(Dataset items)
----
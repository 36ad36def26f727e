//! Calculator session state: the pending expression, the angle mode, the
//! SHIFT latch, the memory register and the last result.
//!
//! Everything here is plain owned data, so independent sessions never
//! share state. The evaluator itself is pure; only [`Session::equals`]
//! feeds its result back into the session.

use std::fmt;
use std::str::FromStr;

use crate::{evaluate_with_limits, format_number, AngleMode, CalcError, Limits};

/// SHIFT key latch. Set by [`Session::toggle_shift`], consumed by the next
/// trig key.
#[derive(Debug, Clone, Copy, PartialEq, Eq, Default)]
pub enum ShiftState {
  #[default]
  Off,
  On,
}

impl ShiftState {
  pub fn toggle(self) -> Self {
    match self {
      ShiftState::Off => ShiftState::On,
      ShiftState::On => ShiftState::Off,
    }
  }

  pub fn is_on(self) -> bool {
    self == ShiftState::On
  }
}

impl fmt::Display for ShiftState {
  fn fmt(&self, f: &mut fmt::Formatter<'_>) -> fmt::Result {
    match self {
      ShiftState::Off => write!(f, "OFF"),
      ShiftState::On => write!(f, "ON"),
    }
  }
}

/// The trig keys that SHIFT redirects to their inverse.
#[derive(Debug, Clone, Copy, PartialEq, Eq)]
pub enum TrigKey {
  Sin,
  Cos,
  Tan,
}

impl TrigKey {
  pub fn direct(self) -> &'static str {
    match self {
      TrigKey::Sin => "sin",
      TrigKey::Cos => "cos",
      TrigKey::Tan => "tan",
    }
  }

  pub fn inverse(self) -> &'static str {
    match self {
      TrigKey::Sin => "asin",
      TrigKey::Cos => "acos",
      TrigKey::Tan => "atan",
    }
  }
}

impl FromStr for TrigKey {
  type Err = CalcError;

  fn from_str(s: &str) -> Result<Self, Self::Err> {
    match s {
      "sin" => Ok(TrigKey::Sin),
      "cos" => Ok(TrigKey::Cos),
      "tan" => Ok(TrigKey::Tan),
      other => Err(CalcError::UnknownIdentifier(other.to_string())),
    }
  }
}

/// The most recent successful evaluation.
#[derive(Debug, Clone, PartialEq)]
pub struct LastResult {
  pub value: f64,
  pub text: String,
}

impl LastResult {
  pub fn new(value: f64) -> Self {
    Self {
      value,
      text: format_number(value),
    }
  }
}

#[derive(Debug, Clone, Default)]
pub struct Session {
  expression: String,
  angle_mode: AngleMode,
  shift: ShiftState,
  memory: f64,
  last: Option<LastResult>,
  limits: Limits,
}

impl Session {
  pub fn new() -> Self {
    Self::default()
  }

  pub fn with_angle_mode(angle_mode: AngleMode) -> Self {
    Self {
      angle_mode,
      ..Self::default()
    }
  }

  pub fn with_limits(mut self, limits: Limits) -> Self {
    self.limits = limits;
    self
  }

  pub fn expression(&self) -> &str {
    &self.expression
  }

  pub fn angle_mode(&self) -> AngleMode {
    self.angle_mode
  }

  pub fn shift(&self) -> ShiftState {
    self.shift
  }

  pub fn last_result(&self) -> Option<&LastResult> {
    self.last.as_ref()
  }

  pub fn limits(&self) -> Limits {
    self.limits
  }

  /* ------------------------ expression entry ------------------------ */

  /// Append key text to the pending expression.
  pub fn push_str(&mut self, text: &str) {
    self.expression.push_str(text);
  }

  /// DEL: drop the last character of the pending expression.
  pub fn delete_last(&mut self) {
    self.expression.pop();
  }

  /// C: clear the pending expression only.
  pub fn clear_entry(&mut self) {
    self.expression.clear();
  }

  /// AC: clear the pending expression and the last result.
  pub fn all_clear(&mut self) {
    self.expression.clear();
    self.last = None;
  }

  /// Ans: append the last result. No-op when there is none.
  pub fn insert_ans(&mut self) -> bool {
    match &self.last {
      Some(last) => {
        let text = operand_text(last.value);
        self.expression.push_str(&text);
        true
      }
      None => false,
    }
  }

  /// +/-: negate the pending expression, or the last result when the
  /// expression is empty.
  pub fn toggle_sign(&mut self) {
    let current = if self.expression.trim().is_empty() {
      match &self.last {
        Some(last) => last.text.clone(),
        None => return,
      }
    } else {
      self.expression.trim().to_string()
    };
    self.expression = negate_text(&current);
  }

  /* ------------------------ modes ------------------------ */

  pub fn set_angle_mode(&mut self, mode: AngleMode) {
    self.angle_mode = mode;
  }

  pub fn toggle_angle_mode(&mut self) -> AngleMode {
    self.angle_mode = self.angle_mode.toggle();
    log::trace!("angle mode {}", self.angle_mode);
    self.angle_mode
  }

  pub fn toggle_shift(&mut self) -> ShiftState {
    self.shift = self.shift.toggle();
    log::trace!("shift {}", self.shift);
    self.shift
  }

  /// Consume the SHIFT latch for a trig key: the inverse name when SHIFT
  /// was on, the direct name otherwise. SHIFT is off afterwards either way.
  pub fn consume_shift(&mut self, key: TrigKey) -> (&'static str, ShiftState) {
    let name = if self.shift.is_on() {
      key.inverse()
    } else {
      key.direct()
    };
    self.shift = ShiftState::Off;
    log::trace!("trig key {:?} -> {}", key, name);
    (name, self.shift)
  }

  /// Trig key press: consume SHIFT and append `name(`.
  pub fn press_trig(&mut self, key: TrigKey) -> &'static str {
    let (name, _) = self.consume_shift(key);
    self.expression.push_str(name);
    self.expression.push('(');
    name
  }

  /* ------------------------ memory ------------------------ */

  pub fn memory_add(&mut self, value: f64) {
    self.memory += value;
  }

  pub fn memory_subtract(&mut self, value: f64) {
    self.memory -= value;
  }

  pub fn memory_clear(&mut self) {
    self.memory = 0.0;
  }

  pub fn memory_read(&self) -> f64 {
    self.memory
  }

  /// M+: add the last result to memory. Silently does nothing when there is
  /// no last result.
  pub fn memory_add_last(&mut self) -> bool {
    match self.last.as_ref().map(|last| last.value) {
      Some(value) => {
        self.memory_add(value);
        true
      }
      None => false,
    }
  }

  /// M-: subtract the last result from memory, like [`Self::memory_add_last`].
  pub fn memory_subtract_last(&mut self) -> bool {
    match self.last.as_ref().map(|last| last.value) {
      Some(value) => {
        self.memory_subtract(value);
        true
      }
      None => false,
    }
  }

  /// MR: append the memory register to the pending expression.
  pub fn recall_memory(&mut self) {
    let text = operand_text(self.memory);
    self.expression.push_str(&text);
  }

  /* ------------------------ evaluation ------------------------ */

  /// Evaluate the pending expression without changing the session.
  pub fn evaluate(&self) -> Result<f64, CalcError> {
    evaluate_with_limits(&self.expression, self.angle_mode, self.limits)
  }

  /// =: evaluate the pending expression. On success the result becomes the
  /// last result and replaces the pending expression; on failure nothing
  /// changes.
  pub fn equals(&mut self) -> Result<f64, CalcError> {
    let value = self.evaluate()?;
    let last = LastResult::new(value);
    self.expression = last.text.clone();
    self.last = Some(last);
    Ok(value)
  }
}

/// Text for a value inserted into an expression; negatives are wrapped so
/// they stay a single operand after whatever precedes them.
fn operand_text(value: f64) -> String {
  let text = format_number(value);
  if value < 0.0 {
    format!("({})", text)
  } else {
    text
  }
}

fn negate_text(text: &str) -> String {
  if let Some(rest) = text.strip_prefix('-') {
    if rest.parse::<f64>().is_ok() || is_single_group(rest) {
      return rest.to_string();
    }
  }
  if text.parse::<f64>().is_ok() || is_single_group(text) {
    format!("-{}", text)
  } else {
    format!("-({})", text)
  }
}

/// True when `text` is one parenthesized group from first to last char.
fn is_single_group(text: &str) -> bool {
  if !text.starts_with('(') || !text.ends_with(')') {
    return false;
  }
  let mut depth = 0usize;
  for (i, c) in text.char_indices() {
    match c {
      '(' => depth += 1,
      ')' => {
        depth = depth.saturating_sub(1);
        if depth == 0 && i != text.len() - 1 {
          return false;
        }
      }
      _ => {}
    }
  }
  depth == 0
}
use std::io::{self, BufRead, Write};

use anyhow::Context;
use clap::{Parser, Subcommand};
use fxcalc::{
  evaluate_with_limits, format_number, AngleMode, Limits, Session, TrigKey,
};
use serde_json::json;

#[derive(Parser)]
#[command(author, version, about, long_about = None)]
struct Cli {
  /// Increase log output (-v debug, -vv trace)
  #[arg(short, long, action = clap::ArgAction::Count, global = true)]
  verbose: u8,

  #[command(subcommand)]
  command: Commands,
}

#[derive(Subcommand)]
enum Commands {
  /// Evaluate a single expression
  Eval {
    /// The expression to evaluate, e.g. "sin(30) + 5!"
    expression: String,

    /// Angle unit for trigonometric functions (deg or rad)
    #[arg(short, long, default_value = "deg")]
    angle: AngleMode,

    /// Print the result as a JSON object
    #[arg(long)]
    json: bool,

    /// Maximum nesting depth
    #[arg(long, default_value_t = Limits::default().max_depth)]
    max_depth: usize,

    /// Maximum expression length in characters
    #[arg(long, default_value_t = Limits::default().max_length)]
    max_length: usize,
  },
  /// Interactive calculator reading lines from stdin
  Repl {
    /// Initial angle unit (deg or rad)
    #[arg(short, long, default_value = "deg")]
    angle: AngleMode,
  },
}

fn main() -> anyhow::Result<()> {
  let cli = Cli::parse();

  let level = match cli.verbose {
    0 => "warn",
    1 => "debug",
    _ => "trace",
  };
  env_logger::Builder::from_env(
    env_logger::Env::default().default_filter_or(level),
  )
  .init();

  match cli.command {
    Commands::Eval {
      expression,
      angle,
      json,
      max_depth,
      max_length,
    } => {
      let limits = Limits {
        max_depth,
        max_length,
      };
      let result = evaluate_with_limits(&expression, angle, limits);
      if json {
        let output = match &result {
          Ok(value) => json!({
            "expression": expression,
            "value": value,
            "text": format_number(*value),
          }),
          Err(e) => json!({
            "expression": expression,
            "error": { "kind": e.kind(), "message": e.to_string() },
          }),
        };
        println!("{}", output);
      } else {
        match &result {
          Ok(value) => println!("{}", format_number(*value)),
          Err(e) => eprintln!("Error: {}", e),
        }
      }
      if result.is_err() {
        std::process::exit(1);
      }
    }
    Commands::Repl { angle } => {
      let stdin = io::stdin();
      let stdout = io::stdout();
      repl(stdin.lock(), stdout.lock(), Session::with_angle_mode(angle))?;
    }
  }

  Ok(())
}

const REPL_HELP: &str = "\
Type an expression and press enter to evaluate it. After a result, input
continues from it (e.g. \"+1\"). Commands:
  :deg :rad :mode     angle unit
  :shift              toggle SHIFT (next trig key inserts the inverse)
  :sin :cos :tan      trig keys
  :sq :cube           append ^2 or ^3
  :=                  evaluate the pending expression
  :m+ :m- :mc :mr     memory add/subtract last result, clear, recall
  :ans :neg           insert last result, toggle sign
  :del :c :ac         delete last char, clear entry, clear all
  :state :help :quit";

fn repl<R: BufRead, W: Write>(
  input: R,
  mut out: W,
  mut session: Session,
) -> anyhow::Result<()> {
  writeln!(out, "fxcalc ({}), :help for commands", session.angle_mode())?;

  for line in input.lines() {
    let line = line.context("failed to read input")?;
    let line = line.trim();
    if line.is_empty() {
      continue;
    }

    if let Some(command) = line.strip_prefix(':') {
      match command {
        "quit" | "q" | "exit" => break,
        "help" | "h" => writeln!(out, "{}", REPL_HELP)?,
        "deg" => session.set_angle_mode(AngleMode::Degrees),
        "rad" => session.set_angle_mode(AngleMode::Radians),
        "mode" => {
          let mode = session.toggle_angle_mode();
          writeln!(out, "{}", mode)?;
        }
        "shift" => {
          let shift = session.toggle_shift();
          writeln!(out, "SHIFT {}", shift)?;
        }
        "sin" | "cos" | "tan" => {
          let key: TrigKey = command.parse()?;
          session.press_trig(key);
          writeln!(out, "{}", session.expression())?;
        }
        "sq" | "cube" => {
          session.push_str(if command == "sq" { "^2" } else { "^3" });
          writeln!(out, "{}", session.expression())?;
        }
        "=" => equals(&mut out, &mut session)?,
        "m+" => {
          if !session.memory_add_last() {
            writeln!(out, "no last result")?;
          }
        }
        "m-" => {
          if !session.memory_subtract_last() {
            writeln!(out, "no last result")?;
          }
        }
        "mc" => session.memory_clear(),
        "mr" => {
          session.recall_memory();
          writeln!(out, "{}", session.expression())?;
        }
        "ans" => {
          if session.insert_ans() {
            writeln!(out, "{}", session.expression())?;
          } else {
            writeln!(out, "no last result")?;
          }
        }
        "neg" => {
          session.toggle_sign();
          writeln!(out, "{}", session.expression())?;
        }
        "del" => {
          session.delete_last();
          writeln!(out, "{}", session.expression())?;
        }
        "c" => session.clear_entry(),
        "ac" => session.all_clear(),
        "state" => writeln!(
          out,
          "expression: {}\nangle: {}  shift: {}  memory: {}  ans: {}",
          session.expression(),
          session.angle_mode(),
          session.shift(),
          format_number(session.memory_read()),
          session
            .last_result()
            .map(|last| last.text.as_str())
            .unwrap_or("-"),
        )?,
        other => writeln!(out, "unknown command :{}", other)?,
      }
      continue;
    }

    session.push_str(line);
    equals(&mut out, &mut session)?;
  }

  Ok(())
}

fn equals<W: Write>(out: &mut W, session: &mut Session) -> io::Result<()> {
  match session.equals() {
    Ok(value) => writeln!(out, "= {}", format_number(value)),
    Err(e) => {
      session.clear_entry();
      writeln!(out, "Error: {}", e)
    }
  }
}
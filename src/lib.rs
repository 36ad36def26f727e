use pest::Parser;
use pest::error::{ErrorVariant, InputLocation};
use pest_derive::Parser;
use thiserror::Error;

pub mod evaluator;
pub mod functions;
pub mod preprocess;
pub mod session;
pub mod syntax;

pub use functions::trigonometric::AngleMode;
pub use session::{LastResult, Session, ShiftState, TrigKey};
pub use syntax::Expr;

#[derive(Parser)]
#[grammar = "calc.pest"]
pub struct CalcParser;

#[derive(Error, Debug, Clone, PartialEq)]
pub enum CalcError {
  #[error("Syntax error: {0}")]
  Syntax(String),
  #[error("Unknown identifier: {0}")]
  UnknownIdentifier(String),
  #[error("{name} expects {expected} argument(s), got {found}")]
  ArityMismatch {
    name: String,
    expected: usize,
    found: usize,
  },
  #[error("Domain error: {0}")]
  Domain(String),
  #[error("Division by zero")]
  DivisionByZero,
  #[error("Overflow: {0}")]
  Overflow(String),
  #[error("Expression too complex: {0}")]
  Complexity(String),
}

impl CalcError {
  /// Stable name of the error kind, used in machine-readable output.
  pub fn kind(&self) -> &'static str {
    match self {
      CalcError::Syntax(_) => "SyntaxError",
      CalcError::UnknownIdentifier(_) => "UnknownIdentifierError",
      CalcError::ArityMismatch { .. } => "ArityMismatchError",
      CalcError::Domain(_) => "DomainError",
      CalcError::DivisionByZero => "DivisionByZeroError",
      CalcError::Overflow(_) => "OverflowError",
      CalcError::Complexity(_) => "ComplexityError",
    }
  }
}

impl From<pest::error::Error<Rule>> for CalcError {
  fn from(err: pest::error::Error<Rule>) -> Self {
    let position = match err.location {
      InputLocation::Pos(pos) => pos,
      InputLocation::Span((start, _)) => start,
    } + 1;
    let message = match err.variant {
      ErrorVariant::ParsingError { positives, .. } if !positives.is_empty() => {
        let mut expected: Vec<&str> = Vec::new();
        for rule in &positives {
          let name = describe_rule(rule);
          if !expected.contains(&name) {
            expected.push(name);
          }
        }
        format!("expected {} at position {}", expected.join(" or "), position)
      }
      ErrorVariant::ParsingError { .. } => {
        format!("unexpected input at position {}", position)
      }
      ErrorVariant::CustomError { message } => message,
    };
    CalcError::Syntax(message)
  }
}

fn describe_rule(rule: &Rule) -> &'static str {
  match rule {
    Rule::EOI => "end of input",
    Rule::Add
    | Rule::Subtract
    | Rule::Multiply
    | Rule::Divide
    | Rule::Power => "operator",
    _ => "operand",
  }
}

/// Bounds on input size, checked before any parsing happens.
#[derive(Debug, Clone, Copy, PartialEq, Eq)]
pub struct Limits {
  /// Maximum nesting depth as measured by [`preprocess::nesting_depth`].
  pub max_depth: usize,
  /// Maximum expression length in characters.
  pub max_length: usize,
}

impl Default for Limits {
  fn default() -> Self {
    Self {
      max_depth: 64,
      max_length: 4096,
    }
  }
}

/// Parse canonical text with the raw pest grammar.
pub fn parse(
  input: &str,
) -> Result<pest::iterators::Pairs<'_, Rule>, Box<pest::error::Error<Rule>>> {
  CalcParser::parse(Rule::Program, input).map_err(Box::new)
}

/// Preprocess and parse an expression into a tree without evaluating it.
pub fn parse_expression(input: &str, limits: Limits) -> Result<Expr, CalcError> {
  let trimmed = input.trim();
  if trimmed.is_empty() {
    return Err(CalcError::Syntax("empty expression".into()));
  }

  let length = trimmed.chars().count();
  if length > limits.max_length {
    return Err(CalcError::Complexity(format!(
      "{} characters exceeds the limit of {}",
      length, limits.max_length
    )));
  }
  let depth = preprocess::nesting_depth(trimmed);
  if depth > limits.max_depth {
    return Err(CalcError::Complexity(format!(
      "nesting depth {} exceeds the limit of {}",
      depth, limits.max_depth
    )));
  }
  preprocess::check_parentheses(trimmed)?;

  let canonical = preprocess::canonicalize(trimmed);
  log::debug!("canonical form: {}", canonical);

  let mut pairs = parse(&canonical).map_err(|err| CalcError::from(*err))?;
  let program = pairs
    .next()
    .ok_or_else(|| CalcError::Syntax("empty expression".into()))?;
  let expr = syntax::pair_to_expr(program)?;
  log::debug!("parsed tree: {}", expr);
  Ok(expr)
}

/// Evaluate an expression under the given angle mode with default limits.
pub fn evaluate(expression: &str, angle: AngleMode) -> Result<f64, CalcError> {
  evaluate_with_limits(expression, angle, Limits::default())
}

pub fn evaluate_with_limits(
  expression: &str,
  angle: AngleMode,
  limits: Limits,
) -> Result<f64, CalcError> {
  let expr = parse_expression(expression, limits)?;
  let result = evaluator::evaluate_expr(&expr, angle);
  match &result {
    Ok(value) => log::debug!("{} = {} ({})", expression.trim(), value, angle),
    Err(err) => log::debug!("{} failed: {}", expression.trim(), err),
  }
  result
}

/// Canonical text of a result, as shown on the display and re-inserted by
/// the Ans and MR keys. Parsing it back yields the same value.
pub fn format_number(value: f64) -> String {
  if value == 0.0 {
    // also normalises -0
    "0".to_string()
  } else {
    value.to_string()
  }
}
----
* What the task asks *
Look through the entries above and list every line containing "Some".

* Final answer *
      Some(last) => {
        Some(last) => last.text.clone(),
      Some(value) => {
      Some(value) => {
    self.last = Some(last);
  if let Some(rest) = text.strip_prefix('-') {
    if let Some(command) = line.strip_prefix(':') {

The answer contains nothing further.